Dataset excerpts:

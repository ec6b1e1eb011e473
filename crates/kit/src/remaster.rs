//! Installer ISO remastering
//!
//! Unpacks the vendor ISO, drops the generated kickstart into the tree,
//! patches the bootloader configuration so the installer loads it without
//! interaction, and repacks a bootable image. The unpack/repack both go
//! through xorriso, so no loop mounts or elevated privileges are needed.

use camino::Utf8Path;
use color_eyre::eyre::{eyre, Context};
use color_eyre::Result;
use regex::Regex;
use tracing::{debug, info, warn};

use crate::utils::CommandRunExt;

/// Inputs for one remastering pass
#[derive(Debug)]
pub struct RemasterRequest<'a> {
    /// Source installer ISO
    pub source_iso: &'a Utf8Path,
    /// Rendered kickstart content to embed as /ks.cfg
    pub kickstart: &'a str,
    /// Volume label for the output image; also referenced by inst.ks
    pub label: &'a str,
    /// Serial console device for installer output
    pub console: &'a str,
    /// Password for the installer's debug sshd (inst.sshpw)
    pub installer_ssh_password: &'a str,
    /// Where to write the remastered ISO
    pub output: &'a Utf8Path,
}

/// Remaster the installer ISO per the request
pub fn remaster_iso(req: &RemasterRequest) -> Result<()> {
    if !req.source_iso.exists() {
        return Err(eyre!("Installer ISO not found at {}", req.source_iso));
    }
    info!("Remastering {} with embedded kickstart", req.source_iso);

    // The working tree is discarded wholesale on any failure; the next run
    // starts from a fresh extraction.
    let workdir = tempfile::tempdir().wrap_err("Creating remaster workdir")?;
    let tree = workdir.path().join("iso_contents");
    let tree = Utf8Path::from_path(&tree).ok_or_else(|| eyre!("Non-UTF-8 tempdir path"))?;
    std::fs::create_dir(tree)?;

    // Extract the ISO filesystem tree (osirrox is xorriso's extraction mode)
    std::process::Command::new("xorriso")
        .args(["-osirrox", "on", "-indev", req.source_iso.as_str()])
        .args(["-extract", "/", tree.as_str()])
        .run_checked()
        .wrap_err("Extracting ISO contents")?;

    // Extracted files keep the read-only ISO9660 permissions
    std::process::Command::new("chmod")
        .args(["-R", "u+w", tree.as_str()])
        .run_checked()
        .wrap_err("Making ISO tree writable")?;

    std::fs::write(tree.join("ks.cfg"), req.kickstart).wrap_err("Embedding ks.cfg")?;

    let grub_cfg_path = tree.join("EFI/BOOT/grub.cfg");
    if grub_cfg_path.exists() {
        let content = std::fs::read_to_string(&grub_cfg_path).wrap_err("Reading grub.cfg")?;
        let patched = patch_grub_cfg(
            &content,
            req.label,
            req.console,
            req.installer_ssh_password,
        )?;
        std::fs::write(&grub_cfg_path, patched).wrap_err("Writing patched grub.cfg")?;
        debug!("Patched {grub_cfg_path}");
    } else {
        warn!("grub.cfg not found at {grub_cfg_path}; boot menu left unmodified");
    }

    // -e/-isohybrid-gpt-basdat reproduce the EFI boot layout of the source
    std::process::Command::new("xorriso")
        .args(["-as", "mkisofs", "-r", "-J"])
        .args(["-V", req.label])
        .args(["-e", "images/efiboot.img", "-no-emul-boot"])
        .arg("-isohybrid-gpt-basdat")
        .args(["-o", req.output.as_str()])
        .arg(tree.as_str())
        .run_checked()
        .wrap_err("Building remastered ISO")?;

    info!("Remastered ISO written to {}", req.output);
    Ok(())
}

/// Patch a grub.cfg so the install menu entry boots unattended
///
/// Pure string transformation: forces a short timeout and the first menu
/// entry, and rewrites the `linux` lines of install entries to reference
/// the remastered volume label and the embedded kickstart. Media check is
/// dropped since the checksum no longer matches after remastering.
pub fn patch_grub_cfg(
    content: &str,
    label: &str,
    console: &str,
    installer_ssh_password: &str,
) -> Result<String> {
    let label_re = Regex::new(r"hd:LABEL=[^ ]+").wrap_err("Compiling label pattern")?;

    // inst.sshd allows debugging via ssh during the install;
    // inst.sshpw sets a known password for that session.
    let kickstart_args = format!(
        " inst.ks=hd:LABEL={label}:/ks.cfg inst.text inst.sshd inst.sshpw={installer_ssh_password} inst.debug console={console},115200 plymouth.enable=0"
    );

    let mut in_install = false;
    let mut patched = Vec::new();
    for line in content.lines() {
        let mut line = line.to_string();
        if line.trim_start().starts_with("set timeout=") {
            line = "set timeout=1".to_string();
        }
        if line.trim_start().starts_with("set default=") {
            line = "set default=0".to_string();
        }
        if line.contains("menuentry") && line.to_lowercase().contains("install") {
            in_install = true;
        } else if line.contains("menuentry") && in_install && line.contains('}') {
            in_install = false;
        }
        if in_install && line.trim_start().starts_with("linux") {
            line = label_re
                .replace_all(&line, format!("hd:LABEL={label}"))
                .into_owned();
            line = line.replace("rd.live.check", "");
            if !line.contains("inst.ks") {
                line.push_str(&kickstart_args);
            }
        }
        patched.push(line);
    }
    Ok(patched.join("\n"))
}

#[cfg(test)]
mod tests {
    use indoc::indoc;
    use similar_asserts::assert_eq;

    use super::*;

    const SAMPLE: &str = indoc! {r#"
        set default="1"
        set timeout=60
        menuentry 'Install Red Hat Enterprise Linux 10' --class fedora --class gnu-linux {
        	linuxefi /images/pxeboot/vmlinuz inst.stage2=hd:LABEL=RHEL-10-0-BaseOS-x86_64 rd.live.check quiet
        	initrdefi /images/pxeboot/initrd.img
        }
        menuentry 'Test this media & install Red Hat Enterprise Linux 10' --class fedora {
        	linuxefi /images/pxeboot/vmlinuz inst.stage2=hd:LABEL=RHEL-10-0-BaseOS-x86_64 rd.live.check quiet
        	initrdefi /images/pxeboot/initrd.img
        }
    "#};

    #[test]
    fn test_patch_grub_cfg() {
        let patched = patch_grub_cfg(SAMPLE, "RHEL-10-X86_64", "ttyS0", "password").unwrap();

        assert!(patched.contains("set timeout=1"));
        assert!(patched.contains("set default=0"));
        assert!(!patched.contains("rd.live.check"));
        assert!(patched.contains("hd:LABEL=RHEL-10-X86_64:/ks.cfg"));
        assert!(patched.contains("inst.sshpw=password"));
        assert!(patched.contains("console=ttyS0,115200"));
        // The label rewrite applies to the stage2 reference too
        assert!(patched.contains("inst.stage2=hd:LABEL=RHEL-10-X86_64"));
        assert!(!patched.contains("BaseOS"));
    }

    #[test]
    fn test_patch_inserts_kickstart_once_per_entry() {
        let patched = patch_grub_cfg(SAMPLE, "L", "ttyS0", "pw").unwrap();
        assert_eq!(patched.matches("inst.ks=").count(), 2);

        // Re-patching is idempotent on the kickstart argument
        let repatched = patch_grub_cfg(&patched, "L", "ttyS0", "pw").unwrap();
        assert_eq!(repatched.matches("inst.ks=").count(), 2);
    }

    #[test]
    fn test_patch_leaves_non_install_lines_alone() {
        let content = indoc! {"
            set timeout=60
            menuentry 'Troubleshooting -->' {
            	linuxefi /images/pxeboot/vmlinuz rescue
            }
        "};
        let patched = patch_grub_cfg(content, "L", "ttyS0", "pw").unwrap();
        assert!(!patched.contains("inst.ks="));
        assert!(patched.contains("rescue"));
    }
}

Directions: Only an exact copy of the listing above, from its first line up to and including the line with "std::fs::create_dir(tree)?;", counts as the answer.

Worked solution:
repository ec6b1e1eb011e473
filename crates/kit/src/remaster.rs
//! Installer ISO remastering
//!
//! Unpacks the vendor ISO, drops the generated kickstart into the tree,
//! patches the bootloader configuration so the installer loads it without
//! interaction, and repacks a bootable image. The unpack/repack both go
//! through xorriso, so no loop mounts or elevated privileges are needed.

use camino::Utf8Path;
use color_eyre::eyre::{eyre, Context};
use color_eyre::Result;
use regex::Regex;
use tracing::{debug, info, warn};

use crate::utils::CommandRunExt;

/// Inputs for one remastering pass
#[derive(Debug)]
pub struct RemasterRequest<'a> {
    /// Source installer ISO
    pub source_iso: &'a Utf8Path,
    /// Rendered kickstart content to embed as /ks.cfg
    pub kickstart: &'a str,
    /// Volume label for the output image; also referenced by inst.ks
    pub label: &'a str,
    /// Serial console device for installer output
    pub console: &'a str,
    /// Password for the installer's debug sshd (inst.sshpw)
    pub installer_ssh_password: &'a str,
    /// Where to write the remastered ISO
    pub output: &'a Utf8Path,
}

/// Remaster the installer ISO per the request
pub fn remaster_iso(req: &RemasterRequest) -> Result<()> {
    if !req.source_iso.exists() {
        return Err(eyre!("Installer ISO not found at {}", req.source_iso));
    }
    info!("Remastering {} with embedded kickstart", req.source_iso);

    // The working tree is discarded wholesale on any failure; the next run
    // starts from a fresh extraction.
    let workdir = tempfile::tempdir().wrap_err("Creating remaster workdir")?;
    let tree = workdir.path().join("iso_contents");
    let tree = Utf8Path::from_path(&tree).ok_or_else(|| eyre!("Non-UTF-8 tempdir path"))?;
    std::fs::create_dir(tree)?;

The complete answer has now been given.